The Java classes and the XSL files both incorporate comments elaborating their particular implementation details.
These files may serve as starting points for your own Java and XSL development. They represent a sampling of what is possible.
Note that in general, we have found that the Java classes have lower memory overheads and offer faster execution times and so are generally preferred to the XSL versions. Also please note that all the Java filters are also available as XSL filters (although in some cases there is no Java equivalent for a provided XSL filter).
2.2. Input Filters / Prefilters
Input filters (or prefilters) are filters used to pre-processing the XML before it is presented to DeltaXML.
2.2.1. Normalize Space Filter
This prefilter reduces each sequence of whitespace characters to a single space. Whitespace has semantic relevance only within PCDATA, so it can be consolidated harmlessly everywhere else. This filter preserves leading and trailing spaces within PCDATA as required by XHTML applications of DeltaXML.
This filter is available both as an XSL file (normalize-space.xsl) and as a Java CML Filter class (com.deltaxml.pipe.filters.NormalizeSpace).

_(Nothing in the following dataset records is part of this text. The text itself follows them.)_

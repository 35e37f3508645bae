use crate::types::{DirectoryEntry, Options};
use chrono::{DateTime, Datelike, Local, Timelike};
use std::io::{self, Write};
use std::path::Path;

/// Wraps names that contain a space.
pub const QUOTE: char = '\'';
/// Appended to every directory name.
pub const DIRECTORY_MARKER: char = '\\';
pub const NAMES_PER_LINE: usize = 4;
const NAME_WIDTH: usize = 40;
const SIZE_WIDTH: usize = 13;

/// Write the listing in the mode `options` selects, followed by two blank lines.
pub fn render<W: Write>(
    out: &mut W,
    entries: &[DirectoryEntry],
    dir: &Path,
    options: &Options,
) -> io::Result<()> {
    if options.long_format {
        render_long(out, entries, dir)?;
    } else {
        render_grid(out, entries)?;
    }

    writeln!(out)?;
    writeln!(out)?;
    out.flush()
}

pub fn render_grid<W: Write>(out: &mut W, entries: &[DirectoryEntry]) -> io::Result<()> {
    for (i, entry) in entries.iter().enumerate() {
        if i % NAMES_PER_LINE == 0 {
            writeln!(out)?;
        }
        write!(out, "{:>NAME_WIDTH$}", format_name(entry))?;
    }
    Ok(())
}

pub fn render_long<W: Write>(out: &mut W, entries: &[DirectoryEntry], dir: &Path) -> io::Result<()> {
    write!(out, "\n\tDirectory: {}\n\n\n", dir.display())?;
    writeln!(out, "Mode \t\t LastWriteTime \t\t Length Name")?;
    writeln!(out, "---- \t\t ------------- \t\t ------ ----")?;

    for entry in entries {
        write!(out, "{} \t{} ", entry.mode, format_time(&entry.modified))?;
        if entry.is_dir {
            write!(out, "\t\t")?;
        } else {
            write!(out, "{:>SIZE_WIDTH$} ", entry.size)?;
        }
        writeln!(out, "{}", format_name(entry))?;
    }
    Ok(())
}

/// `MM/DD/YYYY  HH:MM`, year unpadded.
#[must_use]
pub fn format_time(t: &DateTime<Local>) -> String {
    format!(
        "{:02}/{:02}/{}  {:02}:{:02}",
        t.month(),
        t.day(),
        t.year(),
        t.hour(),
        t.minute()
    )
}

#[must_use]
pub fn format_name(entry: &DirectoryEntry) -> String {
    let mut name = if entry.name.contains(' ') {
        format!("{QUOTE}{}{QUOTE}", entry.name)
    } else {
        entry.name.clone()
    };
    if entry.is_dir {
        name.push(DIRECTORY_MARKER);
    }
    name
}

#[cfg(test)]
mod tests {
    use super::*;
    use chrono::TimeZone;

    fn make_entry(name: &str, is_dir: bool, size: u64) -> DirectoryEntry {
        DirectoryEntry {
            name: name.to_string(),
            is_dir,
            size,
            modified: Local.with_ymd_and_hms(2024, 3, 5, 9, 7, 0).unwrap(),
            mode: if is_dir { "drwxr-xr-x" } else { "-rw-r--r--" }.to_string(),
        }
    }

    fn render_to_string(entries: &[DirectoryEntry], options: &Options) -> String {
        let mut buf = Vec::new();
        render(&mut buf, entries, Path::new("/home/user/work"), options).unwrap();
        String::from_utf8(buf).unwrap()
    }

    #[test]
    fn test_format_name() {
        assert_eq!(format_name(&make_entry("plain.txt", false, 1)), "plain.txt");
        assert_eq!(format_name(&make_entry("my file.txt", false, 1)), "'my file.txt'");
        assert_eq!(format_name(&make_entry("src", true, 0)), "src\\");
        assert_eq!(format_name(&make_entry("My Docs", true, 0)), "'My Docs'\\");
    }

    #[test]
    fn test_format_time_pads_fields() {
        let t = Local.with_ymd_and_hms(2024, 3, 5, 9, 7, 0).unwrap();
        assert_eq!(format_time(&t), "03/05/2024  09:07");

        let t = Local.with_ymd_and_hms(2023, 12, 25, 23, 59, 0).unwrap();
        assert_eq!(format_time(&t), "12/25/2023  23:59");
    }

    #[test]
    fn test_grid_groups_of_four() {
        let entries: Vec<DirectoryEntry> = ["a", "b", "c", "d", "e"]
            .iter()
            .map(|n| make_entry(n, false, 1))
            .collect();
        let output = render_to_string(&entries, &Options::default());

        let field = |n: &str| format!("{n:>40}");
        let expected = format!(
            "\n{}{}{}{}\n{}\n\n",
            field("a"),
            field("b"),
            field("c"),
            field("d"),
            field("e")
        );
        assert_eq!(output, expected);
    }

    #[test]
    fn test_grid_line_count() {
        let entries: Vec<DirectoryEntry> = (0..9)
            .map(|i| make_entry(&format!("f{i}"), false, 1))
            .collect();
        let output = render_to_string(&entries, &Options::default());

        let lines: Vec<&str> = output.lines().collect();
        // blank, 4 names, 4 names, 1 name, trailing blank
        assert_eq!(lines.len(), 5);
        assert_eq!(lines[0], "");
        assert_eq!(lines[1].len(), 4 * 40);
        assert_eq!(lines[2].len(), 4 * 40);
        assert_eq!(lines[3].trim(), "f8");
        assert_eq!(lines[4], "");
    }

    #[test]
    fn test_grid_empty() {
        assert_eq!(render_to_string(&[], &Options::default()), "\n\n");
    }

    #[test]
    fn test_grid_marks_and_quotes() {
        let entries = vec![make_entry("two words", false, 1), make_entry("dir", true, 0)];
        let output = render_to_string(&entries, &Options::default());

        assert!(output.contains("'two words'"));
        assert!(output.contains("dir\\"));
        assert!(!output.contains("words\\"));
    }

    #[test]
    fn test_long_format() {
        let entries = vec![
            make_entry("src", true, 4096),
            make_entry("notes.txt", false, 1234),
            make_entry("my report.pdf", false, 7),
        ];
        let options = Options {
            long_format: true,
            ..Options::default()
        };
        let output = render_to_string(&entries, &options);

        let expected = concat!(
            "\n\tDirectory: /home/user/work\n\n\n",
            "Mode \t\t LastWriteTime \t\t Length Name\n",
            "---- \t\t ------------- \t\t ------ ----\n",
            "drwxr-xr-x \t03/05/2024  09:07 \t\tsrc\\\n",
            "-rw-r--r-- \t03/05/2024  09:07          1234 notes.txt\n",
            "-rw-r--r-- \t03/05/2024  09:07             7 'my report.pdf'\n",
            "\n\n",
        );
        assert_eq!(output, expected);
    }

    #[test]
    fn test_long_format_directory_has_no_size() {
        let entries = vec![make_entry("build", true, 4096)];
        let options = Options {
            long_format: true,
            ..Options::default()
        };
        let output = render_to_string(&entries, &options);
        assert!(!output.contains("4096"));
    }
}
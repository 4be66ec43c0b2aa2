//! Variable resolution backed by an in-memory registry.

use std::sync::atomic::{AtomicI64, Ordering};

use async_trait::async_trait;
use dashmap::DashMap;
use tracing::debug;

use ol_types::{OlResult, VariableId, VariableRecord};

/// Source of variable bound records for experiment requests.
#[async_trait]
pub trait VariableStore: Send + Sync {
    /// Resolve ids to active records. The returned order is unspecified
    /// (the domain validator re-orders by the request); unknown or inactive
    /// ids are simply absent from the result.
    async fn resolve(&self, ids: &[VariableId]) -> OlResult<Vec<VariableRecord>>;
}

#[derive(Debug, Clone)]
struct Entry {
    record: VariableRecord,
    is_active: bool,
}

/// In-memory variable registry with sequential id assignment.
#[derive(Debug, Default)]
pub struct InMemoryVariableStore {
    next_id: AtomicI64,
    entries: DashMap<VariableId, Entry>,
}

impl InMemoryVariableStore {
    pub fn new() -> Self {
        Self::default()
    }

    /// Register a variable and return its assigned record.
    pub fn add(
        &self,
        name: impl Into<String>,
        min_value: Option<f64>,
        max_value: Option<f64>,
        unit: Option<String>,
    ) -> VariableRecord {
        let id = VariableId(self.next_id.fetch_add(1, Ordering::Relaxed) + 1);
        let record = VariableRecord {
            id,
            name: name.into(),
            min_value,
            max_value,
            unit,
        };
        self.entries.insert(
            id,
            Entry {
                record: record.clone(),
                is_active: true,
            },
        );
        debug!(%id, name = %record.name, "registered variable");
        record
    }

    /// Soft-delete a variable; resolution will no longer see it.
    /// Returns false if the id is unknown.
    pub fn deactivate(&self, id: VariableId) -> bool {
        match self.entries.get_mut(&id) {
            Some(mut entry) => {
                entry.is_active = false;
                true
            }
            None => false,
        }
    }

    pub fn len(&self) -> usize {
        self.entries.len()
    }

    pub fn is_empty(&self) -> bool {
        self.entries.is_empty()
    }
}

#[async_trait]
impl VariableStore for InMemoryVariableStore {
    async fn resolve(&self, ids: &[VariableId]) -> OlResult<Vec<VariableRecord>> {
        let records: Vec<VariableRecord> = ids
            .iter()
            .filter_map(|id| {
                self.entries
                    .get(id)
                    .filter(|entry| entry.is_active)
                    .map(|entry| entry.record.clone())
            })
            .collect();
        debug!(requested = ids.len(), resolved = records.len(), "resolved variables");
        Ok(records)
    }
}

#[cfg(test)]
mod tests {
    use super::*;

    #[tokio::test]
    async fn resolve_returns_only_known_active_records() {
        let store = InMemoryVariableStore::new();
        let a = store.add("temperature", Some(20.0), Some(90.0), Some("C".into()));
        let b = store.add("pressure", Some(0.5), Some(3.0), None);
        let c = store.add("flow", Some(0.0), Some(1.0), None);
        store.deactivate(c.id);

        let records = store
            .resolve(&[a.id, b.id, c.id, VariableId(999)])
            .await
            .unwrap();

        let ids: Vec<VariableId> = records.iter().map(|r| r.id).collect();
        assert!(ids.contains(&a.id));
        assert!(ids.contains(&b.id));
        assert!(!ids.contains(&c.id));
        assert_eq!(records.len(), 2);
    }

    #[tokio::test]
    async fn ids_are_sequential() {
        let store = InMemoryVariableStore::new();
        let first = store.add("x", None, None, None);
        let second = store.add("y", None, None, None);
        assert_eq!(second.id.0, first.id.0 + 1);
    }

    #[test]
    fn deactivate_unknown_id_is_false() {
        let store = InMemoryVariableStore::new();
        assert!(!store.deactivate(VariableId(42)));
    }
}
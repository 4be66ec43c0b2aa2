use chrono::{DateTime, Utc};
use serde::{Deserialize, Serialize};
use std::fmt;
use uuid::Uuid;

/// Unique experiment-run identifier.
pub type RunId = Uuid;

/// The kind of experiment a stored run came from.
#[derive(Debug, Clone, Copy, PartialEq, Eq, Hash, Serialize, Deserialize)]
#[serde(rename_all = "snake_case")]
pub enum RunType {
    Doe,
    Optimize,
}

impl fmt::Display for RunType {
    fn fmt(&self, f: &mut fmt::Formatter<'_>) -> fmt::Result {
        match self {
            Self::Doe => write!(f, "doe"),
            Self::Optimize => write!(f, "optimize"),
        }
    }
}

/// A persisted experiment run: opaque request/response payload snapshots.
///
/// The experiment core never reads these back; they exist so callers can keep
/// a browsable history of what was asked and what came out.
#[derive(Debug, Clone, PartialEq, Serialize, Deserialize)]
pub struct RunRecord {
    pub id: RunId,
    pub run_type: RunType,
    pub title: Option<String>,
    pub request_json: serde_json::Value,
    pub response_json: serde_json::Value,
    pub is_active: bool,
    pub created_at: DateTime<Utc>,
    pub updated_at: DateTime<Utc>,
}

/// Payload for creating a run; id and timestamps are assigned by the store.
#[derive(Debug, Clone, PartialEq, Serialize, Deserialize)]
pub struct NewRun {
    pub run_type: RunType,
    #[serde(default)]
    pub title: Option<String>,
    #[serde(default)]
    pub request_json: serde_json::Value,
    #[serde(default)]
    pub response_json: serde_json::Value,
}

/// One page of run records, newest first.
#[derive(Debug, Clone, PartialEq, Serialize, Deserialize)]
pub struct RunPage {
    pub items: Vec<RunRecord>,
    pub total: usize,
    pub skip: usize,
    pub limit: usize,
}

2.2.2. svg-input-filter.xsl
Scalable Vector Graphics is an XML format describing two-dimensional vector graphics. SVG is an ordered format: objects are rendered in the order listed. Yet this order matters only in case of overlaps, and even then, transparency may nullify the graphical effect. Without overlaps, the rendering order does not matter. For this reason most SVG files may be considered orderless from a DeltaXML standpoint.
Svg-input-filter.xsl inserts annotations to enable orderless SVG
differencing. The following SVG file describes three semi-transparent,
overlapping circles:
Example 2.1. Original SVG describing three semi-transparent, overlapping circles
<?xml version="1.0" encoding="UTF-8"?>
<svg xmlns="http://www.w3.org/2000/svg">
<g style="fill-opacity:0.7; stroke:black; stroke-width:0.1cm;">
<circle cx="6cm" cy="2cm" r="100" style="fill:red;"
transform="translate(0,50)" />
<circle cx="6cm" cy="2cm" r="100" style="fill:blue;"
transform="translate(70,150)" />
<circle cx="6cm" cy="2cm" r="100" style="fill:green;"
transform="translate(-70,150)" />
</g>
</svg>
The XSL-filtered result includes DeltaXML annotations for orderless comparison:
Example 2.2. XSL-filtered SVG with DeltaXML annotations for orderless differencing
<?xml version="1.0" encoding="UTF-8"?>
<svg xmlns="http://www.w3.org/2000/svg"
xmlns:deltaxml="http://www.deltaxml.com/ns/well-formed-delta-v1"
deltaxml:ordered="false">
<g deltaxml:ordered="false"
style="fill-opacity:0.7; stroke:black; stroke-width:0.1cm;">
<circle deltaxml:ordered="false" cx="6cm" cy="2cm" r="100"
style="fill:red;" transform="translate(0,50)" />
<circle deltaxml:ordered="false" cx="6cm" cy="2cm" r="100"
style="fill:blue;" transform="translate(70,150)" />
<circle deltaxml:ordered="false" cx="6cm" cy="2cm" r="100"
style="fill:green;" transform="translate(-70,150)" />
</g>
</svg>
Not at present there is no Java equivalent to this filter.
2.2.3. Schema-input-filter.xsl
Schemas are valid XML files in their own right, and may be differenced with each other. This input-side XSL script facilitates schema comparisons. (The 1999 version assumes the XML Schema 1999 definition.) It is useful for tracking schema changes over time, for example, over the course of schema development. Schema differencing can also be useful in comparing and consolidating schemas designed for similar purposes.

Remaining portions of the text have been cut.